**WORK TO COMPLETE**
The answer must consist of every line from the entries that holds the word "IsolationTask".

>>>>

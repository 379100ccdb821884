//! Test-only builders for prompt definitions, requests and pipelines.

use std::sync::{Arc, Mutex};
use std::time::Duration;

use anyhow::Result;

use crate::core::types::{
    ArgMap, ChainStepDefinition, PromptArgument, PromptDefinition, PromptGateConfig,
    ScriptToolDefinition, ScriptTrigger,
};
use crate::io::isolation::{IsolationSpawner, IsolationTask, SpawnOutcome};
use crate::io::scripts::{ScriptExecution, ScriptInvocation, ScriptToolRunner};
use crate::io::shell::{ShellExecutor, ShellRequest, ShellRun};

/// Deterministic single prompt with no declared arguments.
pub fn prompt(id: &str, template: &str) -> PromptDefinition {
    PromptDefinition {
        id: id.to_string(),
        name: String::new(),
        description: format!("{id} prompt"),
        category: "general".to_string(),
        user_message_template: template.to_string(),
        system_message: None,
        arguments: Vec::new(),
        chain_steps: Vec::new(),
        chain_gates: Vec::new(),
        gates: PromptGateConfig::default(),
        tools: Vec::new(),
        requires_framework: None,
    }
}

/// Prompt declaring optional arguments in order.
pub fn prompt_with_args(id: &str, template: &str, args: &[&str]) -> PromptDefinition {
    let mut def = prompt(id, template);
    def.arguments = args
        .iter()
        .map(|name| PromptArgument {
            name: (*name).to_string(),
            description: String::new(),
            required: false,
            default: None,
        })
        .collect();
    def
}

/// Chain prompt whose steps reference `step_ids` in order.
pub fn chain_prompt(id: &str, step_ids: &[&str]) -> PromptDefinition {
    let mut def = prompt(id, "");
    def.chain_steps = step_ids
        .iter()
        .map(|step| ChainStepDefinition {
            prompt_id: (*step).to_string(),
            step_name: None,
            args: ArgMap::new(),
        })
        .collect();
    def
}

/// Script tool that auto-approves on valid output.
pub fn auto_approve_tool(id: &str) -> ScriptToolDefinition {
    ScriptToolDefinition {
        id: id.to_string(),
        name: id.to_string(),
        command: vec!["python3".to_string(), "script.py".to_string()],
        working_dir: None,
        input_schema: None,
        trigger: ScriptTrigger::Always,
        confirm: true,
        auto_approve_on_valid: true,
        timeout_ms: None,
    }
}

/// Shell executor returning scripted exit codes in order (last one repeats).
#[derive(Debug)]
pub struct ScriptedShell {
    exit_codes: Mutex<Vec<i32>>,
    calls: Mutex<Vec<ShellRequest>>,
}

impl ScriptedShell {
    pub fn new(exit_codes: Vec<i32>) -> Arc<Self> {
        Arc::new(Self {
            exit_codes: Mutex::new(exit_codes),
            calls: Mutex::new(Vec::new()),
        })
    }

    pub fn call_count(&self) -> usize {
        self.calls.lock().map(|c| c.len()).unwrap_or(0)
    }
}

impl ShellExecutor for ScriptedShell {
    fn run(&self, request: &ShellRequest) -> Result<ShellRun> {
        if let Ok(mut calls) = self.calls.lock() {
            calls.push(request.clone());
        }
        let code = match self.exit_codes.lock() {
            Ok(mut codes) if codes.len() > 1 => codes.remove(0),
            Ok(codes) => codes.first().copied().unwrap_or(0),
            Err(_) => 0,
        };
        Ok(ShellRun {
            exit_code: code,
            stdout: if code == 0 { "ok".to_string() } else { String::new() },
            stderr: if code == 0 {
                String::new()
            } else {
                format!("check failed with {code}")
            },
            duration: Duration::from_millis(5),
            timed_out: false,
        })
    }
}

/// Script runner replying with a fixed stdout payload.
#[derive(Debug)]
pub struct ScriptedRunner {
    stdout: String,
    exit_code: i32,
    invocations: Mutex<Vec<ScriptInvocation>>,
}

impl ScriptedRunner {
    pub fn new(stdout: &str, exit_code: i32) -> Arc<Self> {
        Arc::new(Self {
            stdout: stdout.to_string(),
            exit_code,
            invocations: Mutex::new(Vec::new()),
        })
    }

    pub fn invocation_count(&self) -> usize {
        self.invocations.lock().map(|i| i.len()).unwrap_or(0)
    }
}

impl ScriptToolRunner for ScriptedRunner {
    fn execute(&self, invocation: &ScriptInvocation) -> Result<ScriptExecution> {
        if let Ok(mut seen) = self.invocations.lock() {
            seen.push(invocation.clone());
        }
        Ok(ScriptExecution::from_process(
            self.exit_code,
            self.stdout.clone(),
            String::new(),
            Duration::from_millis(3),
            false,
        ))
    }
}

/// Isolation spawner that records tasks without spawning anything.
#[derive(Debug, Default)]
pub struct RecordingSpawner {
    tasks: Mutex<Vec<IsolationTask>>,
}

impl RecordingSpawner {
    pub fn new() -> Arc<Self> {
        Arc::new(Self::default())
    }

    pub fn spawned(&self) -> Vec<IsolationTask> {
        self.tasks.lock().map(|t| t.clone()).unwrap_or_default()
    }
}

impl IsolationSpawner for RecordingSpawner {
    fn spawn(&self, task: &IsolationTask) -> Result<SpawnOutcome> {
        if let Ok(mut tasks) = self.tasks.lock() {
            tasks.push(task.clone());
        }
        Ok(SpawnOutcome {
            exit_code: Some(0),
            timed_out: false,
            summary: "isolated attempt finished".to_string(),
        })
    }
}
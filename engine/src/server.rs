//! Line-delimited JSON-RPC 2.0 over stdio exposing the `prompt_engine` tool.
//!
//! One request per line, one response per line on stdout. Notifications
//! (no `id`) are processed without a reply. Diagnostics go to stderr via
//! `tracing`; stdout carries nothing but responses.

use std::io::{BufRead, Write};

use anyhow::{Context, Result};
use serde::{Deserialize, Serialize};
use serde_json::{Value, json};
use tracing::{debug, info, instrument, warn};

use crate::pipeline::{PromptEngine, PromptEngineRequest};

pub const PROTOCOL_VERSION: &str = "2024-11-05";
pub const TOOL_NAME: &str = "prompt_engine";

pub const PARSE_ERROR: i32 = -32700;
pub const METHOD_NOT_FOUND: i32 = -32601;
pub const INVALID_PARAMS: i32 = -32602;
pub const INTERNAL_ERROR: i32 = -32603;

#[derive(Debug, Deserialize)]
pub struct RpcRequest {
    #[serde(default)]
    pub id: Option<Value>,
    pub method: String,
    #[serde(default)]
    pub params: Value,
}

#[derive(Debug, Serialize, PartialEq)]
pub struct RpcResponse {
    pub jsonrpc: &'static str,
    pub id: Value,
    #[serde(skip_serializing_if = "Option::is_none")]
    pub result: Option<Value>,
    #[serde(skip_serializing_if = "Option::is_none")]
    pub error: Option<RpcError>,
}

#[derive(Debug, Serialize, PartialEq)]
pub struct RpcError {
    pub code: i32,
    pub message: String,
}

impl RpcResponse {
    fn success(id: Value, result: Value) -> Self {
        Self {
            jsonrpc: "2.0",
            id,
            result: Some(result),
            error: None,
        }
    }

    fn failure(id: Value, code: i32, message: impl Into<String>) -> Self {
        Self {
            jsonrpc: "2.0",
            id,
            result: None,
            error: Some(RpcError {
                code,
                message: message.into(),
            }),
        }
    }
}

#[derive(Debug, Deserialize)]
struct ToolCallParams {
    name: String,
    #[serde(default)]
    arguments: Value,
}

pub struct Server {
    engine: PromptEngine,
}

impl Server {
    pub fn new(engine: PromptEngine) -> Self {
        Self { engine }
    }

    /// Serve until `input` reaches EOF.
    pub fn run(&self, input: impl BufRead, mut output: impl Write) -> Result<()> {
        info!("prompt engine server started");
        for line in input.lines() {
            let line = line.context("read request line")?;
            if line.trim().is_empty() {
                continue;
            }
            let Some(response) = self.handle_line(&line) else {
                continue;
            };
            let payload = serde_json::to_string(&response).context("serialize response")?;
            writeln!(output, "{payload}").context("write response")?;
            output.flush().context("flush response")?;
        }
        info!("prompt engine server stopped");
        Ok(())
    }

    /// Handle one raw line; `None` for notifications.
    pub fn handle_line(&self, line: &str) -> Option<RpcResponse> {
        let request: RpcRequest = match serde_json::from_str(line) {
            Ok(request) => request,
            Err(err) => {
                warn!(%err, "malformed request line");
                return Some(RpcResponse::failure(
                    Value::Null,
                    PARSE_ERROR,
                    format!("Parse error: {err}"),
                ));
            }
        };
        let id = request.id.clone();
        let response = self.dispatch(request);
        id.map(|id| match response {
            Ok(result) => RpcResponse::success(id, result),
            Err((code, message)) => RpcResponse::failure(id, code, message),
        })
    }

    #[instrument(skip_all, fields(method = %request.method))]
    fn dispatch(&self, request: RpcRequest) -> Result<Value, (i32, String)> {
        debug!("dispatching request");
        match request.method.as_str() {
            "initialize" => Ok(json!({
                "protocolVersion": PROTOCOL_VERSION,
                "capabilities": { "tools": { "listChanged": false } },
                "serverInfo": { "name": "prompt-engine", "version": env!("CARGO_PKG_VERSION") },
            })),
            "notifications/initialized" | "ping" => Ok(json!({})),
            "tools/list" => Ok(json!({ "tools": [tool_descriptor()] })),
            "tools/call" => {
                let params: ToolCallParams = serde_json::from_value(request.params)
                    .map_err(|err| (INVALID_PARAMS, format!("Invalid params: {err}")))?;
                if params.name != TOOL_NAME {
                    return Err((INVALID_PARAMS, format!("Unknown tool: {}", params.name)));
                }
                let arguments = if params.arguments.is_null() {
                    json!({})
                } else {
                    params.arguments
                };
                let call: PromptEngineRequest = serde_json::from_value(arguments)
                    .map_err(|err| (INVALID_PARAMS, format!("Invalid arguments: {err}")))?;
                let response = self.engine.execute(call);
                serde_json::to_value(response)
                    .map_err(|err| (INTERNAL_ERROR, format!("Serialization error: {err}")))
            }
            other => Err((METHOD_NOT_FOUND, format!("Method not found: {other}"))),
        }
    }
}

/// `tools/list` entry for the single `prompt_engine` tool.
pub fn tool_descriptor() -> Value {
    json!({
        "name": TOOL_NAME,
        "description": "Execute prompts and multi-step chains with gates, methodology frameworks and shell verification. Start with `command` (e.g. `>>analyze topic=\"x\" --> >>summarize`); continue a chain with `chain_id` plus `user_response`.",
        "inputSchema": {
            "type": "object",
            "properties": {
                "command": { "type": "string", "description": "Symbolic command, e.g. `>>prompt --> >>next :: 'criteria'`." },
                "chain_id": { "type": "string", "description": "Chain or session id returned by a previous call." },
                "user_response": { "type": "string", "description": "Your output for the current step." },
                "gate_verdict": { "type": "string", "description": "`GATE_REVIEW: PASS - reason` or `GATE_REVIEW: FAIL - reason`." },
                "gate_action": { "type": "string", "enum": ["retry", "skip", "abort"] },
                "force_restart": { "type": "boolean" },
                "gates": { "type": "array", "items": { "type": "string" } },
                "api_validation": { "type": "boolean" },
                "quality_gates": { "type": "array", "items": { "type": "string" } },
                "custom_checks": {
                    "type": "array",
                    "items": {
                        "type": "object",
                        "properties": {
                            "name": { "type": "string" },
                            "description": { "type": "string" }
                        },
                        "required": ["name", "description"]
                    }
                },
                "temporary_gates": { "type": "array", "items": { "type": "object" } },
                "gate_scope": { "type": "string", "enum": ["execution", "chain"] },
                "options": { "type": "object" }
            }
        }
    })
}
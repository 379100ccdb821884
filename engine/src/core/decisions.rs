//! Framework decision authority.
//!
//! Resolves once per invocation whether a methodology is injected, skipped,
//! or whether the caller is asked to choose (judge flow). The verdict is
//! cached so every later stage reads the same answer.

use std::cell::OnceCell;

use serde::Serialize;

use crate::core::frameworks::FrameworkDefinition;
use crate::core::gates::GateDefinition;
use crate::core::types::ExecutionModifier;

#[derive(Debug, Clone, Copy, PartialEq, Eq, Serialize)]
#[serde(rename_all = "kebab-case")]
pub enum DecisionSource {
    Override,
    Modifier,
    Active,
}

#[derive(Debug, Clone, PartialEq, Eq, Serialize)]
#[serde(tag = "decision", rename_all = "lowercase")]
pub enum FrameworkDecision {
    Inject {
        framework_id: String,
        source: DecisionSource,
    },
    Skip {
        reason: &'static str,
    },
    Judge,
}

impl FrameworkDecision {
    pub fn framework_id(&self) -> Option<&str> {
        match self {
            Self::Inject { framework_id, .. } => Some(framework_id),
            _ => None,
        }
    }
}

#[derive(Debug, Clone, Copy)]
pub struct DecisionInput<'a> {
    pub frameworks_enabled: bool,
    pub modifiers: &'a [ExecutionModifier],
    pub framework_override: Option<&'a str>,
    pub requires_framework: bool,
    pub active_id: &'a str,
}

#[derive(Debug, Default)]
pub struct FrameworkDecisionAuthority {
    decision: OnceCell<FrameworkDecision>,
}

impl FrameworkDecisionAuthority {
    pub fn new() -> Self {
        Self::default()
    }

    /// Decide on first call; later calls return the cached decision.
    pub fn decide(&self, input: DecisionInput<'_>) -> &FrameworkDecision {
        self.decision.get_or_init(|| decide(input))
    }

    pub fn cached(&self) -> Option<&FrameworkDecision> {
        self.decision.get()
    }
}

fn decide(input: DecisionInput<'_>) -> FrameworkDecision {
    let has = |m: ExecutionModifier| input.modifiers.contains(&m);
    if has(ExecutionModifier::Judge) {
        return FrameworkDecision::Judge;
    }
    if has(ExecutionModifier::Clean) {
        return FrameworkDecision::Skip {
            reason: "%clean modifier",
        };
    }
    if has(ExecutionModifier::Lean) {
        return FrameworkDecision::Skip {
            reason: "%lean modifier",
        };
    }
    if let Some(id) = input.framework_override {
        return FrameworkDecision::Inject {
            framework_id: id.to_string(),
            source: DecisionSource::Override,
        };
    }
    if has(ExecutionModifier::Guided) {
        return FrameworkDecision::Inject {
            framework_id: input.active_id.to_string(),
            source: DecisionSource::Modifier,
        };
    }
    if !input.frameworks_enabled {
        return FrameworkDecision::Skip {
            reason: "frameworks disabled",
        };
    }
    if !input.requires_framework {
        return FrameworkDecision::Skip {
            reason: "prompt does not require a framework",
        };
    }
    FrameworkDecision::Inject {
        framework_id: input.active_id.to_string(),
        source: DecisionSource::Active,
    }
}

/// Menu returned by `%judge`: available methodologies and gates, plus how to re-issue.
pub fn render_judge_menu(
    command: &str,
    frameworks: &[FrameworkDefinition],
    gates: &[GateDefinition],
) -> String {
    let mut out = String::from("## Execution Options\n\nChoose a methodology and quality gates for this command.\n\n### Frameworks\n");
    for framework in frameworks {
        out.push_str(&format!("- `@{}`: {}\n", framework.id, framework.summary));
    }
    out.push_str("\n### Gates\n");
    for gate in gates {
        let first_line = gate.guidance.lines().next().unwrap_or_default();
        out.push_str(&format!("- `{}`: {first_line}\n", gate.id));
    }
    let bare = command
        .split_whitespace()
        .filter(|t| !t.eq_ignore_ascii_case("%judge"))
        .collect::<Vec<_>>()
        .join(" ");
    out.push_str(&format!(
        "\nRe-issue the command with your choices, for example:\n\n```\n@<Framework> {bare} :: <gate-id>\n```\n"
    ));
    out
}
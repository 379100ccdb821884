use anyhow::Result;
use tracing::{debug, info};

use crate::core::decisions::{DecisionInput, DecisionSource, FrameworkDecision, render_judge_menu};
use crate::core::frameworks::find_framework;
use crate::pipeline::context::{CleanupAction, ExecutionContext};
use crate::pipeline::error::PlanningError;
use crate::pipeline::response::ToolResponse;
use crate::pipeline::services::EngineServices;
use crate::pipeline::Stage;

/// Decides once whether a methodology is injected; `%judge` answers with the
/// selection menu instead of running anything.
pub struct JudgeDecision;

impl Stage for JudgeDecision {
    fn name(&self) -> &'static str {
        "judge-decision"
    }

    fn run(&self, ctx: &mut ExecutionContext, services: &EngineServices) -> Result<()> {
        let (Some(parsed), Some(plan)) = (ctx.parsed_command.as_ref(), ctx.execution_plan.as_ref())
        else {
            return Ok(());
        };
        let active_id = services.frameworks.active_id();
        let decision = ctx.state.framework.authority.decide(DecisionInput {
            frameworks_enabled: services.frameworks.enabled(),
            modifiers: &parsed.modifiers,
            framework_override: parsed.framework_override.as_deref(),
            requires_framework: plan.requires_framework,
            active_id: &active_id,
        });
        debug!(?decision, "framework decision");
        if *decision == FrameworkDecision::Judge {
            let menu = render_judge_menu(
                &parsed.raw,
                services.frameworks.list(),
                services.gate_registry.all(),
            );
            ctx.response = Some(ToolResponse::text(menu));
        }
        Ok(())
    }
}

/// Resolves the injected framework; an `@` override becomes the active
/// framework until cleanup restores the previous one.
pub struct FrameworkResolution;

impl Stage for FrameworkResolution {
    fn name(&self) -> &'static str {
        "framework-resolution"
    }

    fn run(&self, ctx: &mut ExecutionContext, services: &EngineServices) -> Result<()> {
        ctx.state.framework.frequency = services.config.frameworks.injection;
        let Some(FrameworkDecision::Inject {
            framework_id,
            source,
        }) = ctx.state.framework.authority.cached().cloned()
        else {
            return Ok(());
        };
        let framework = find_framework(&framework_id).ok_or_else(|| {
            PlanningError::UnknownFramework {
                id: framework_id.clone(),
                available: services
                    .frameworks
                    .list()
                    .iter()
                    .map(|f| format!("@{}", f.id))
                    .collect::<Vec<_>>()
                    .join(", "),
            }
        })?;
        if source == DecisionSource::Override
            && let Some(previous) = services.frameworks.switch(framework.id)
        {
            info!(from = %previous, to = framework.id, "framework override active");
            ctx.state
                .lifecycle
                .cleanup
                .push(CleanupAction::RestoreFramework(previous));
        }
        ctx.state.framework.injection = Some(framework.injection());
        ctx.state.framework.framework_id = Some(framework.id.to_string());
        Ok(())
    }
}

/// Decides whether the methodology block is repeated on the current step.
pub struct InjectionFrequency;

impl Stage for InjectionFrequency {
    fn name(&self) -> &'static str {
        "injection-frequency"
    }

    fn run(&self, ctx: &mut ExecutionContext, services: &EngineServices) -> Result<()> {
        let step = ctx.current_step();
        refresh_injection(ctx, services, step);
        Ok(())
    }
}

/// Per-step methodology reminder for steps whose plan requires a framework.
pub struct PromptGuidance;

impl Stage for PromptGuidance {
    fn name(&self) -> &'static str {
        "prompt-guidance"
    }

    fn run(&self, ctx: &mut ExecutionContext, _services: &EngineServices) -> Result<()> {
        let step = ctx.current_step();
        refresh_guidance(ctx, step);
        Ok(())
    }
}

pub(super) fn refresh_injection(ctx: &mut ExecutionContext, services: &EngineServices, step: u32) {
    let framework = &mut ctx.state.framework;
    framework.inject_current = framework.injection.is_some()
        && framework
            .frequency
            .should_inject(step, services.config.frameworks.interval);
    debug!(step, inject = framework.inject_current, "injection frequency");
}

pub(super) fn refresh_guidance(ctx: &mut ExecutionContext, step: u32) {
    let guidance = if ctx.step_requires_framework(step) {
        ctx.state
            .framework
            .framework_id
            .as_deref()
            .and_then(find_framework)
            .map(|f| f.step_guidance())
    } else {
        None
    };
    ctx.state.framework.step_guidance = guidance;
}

<<<<

**RESULT FOR THIS TASK**
use crate::io::isolation::{IsolationSpawner, IsolationTask, SpawnOutcome};
    tasks: Mutex<Vec<IsolationTask>>,
    pub fn spawned(&self) -> Vec<IsolationTask> {
    fn spawn(&self, task: &IsolationTask) -> Result<SpawnOutcome> {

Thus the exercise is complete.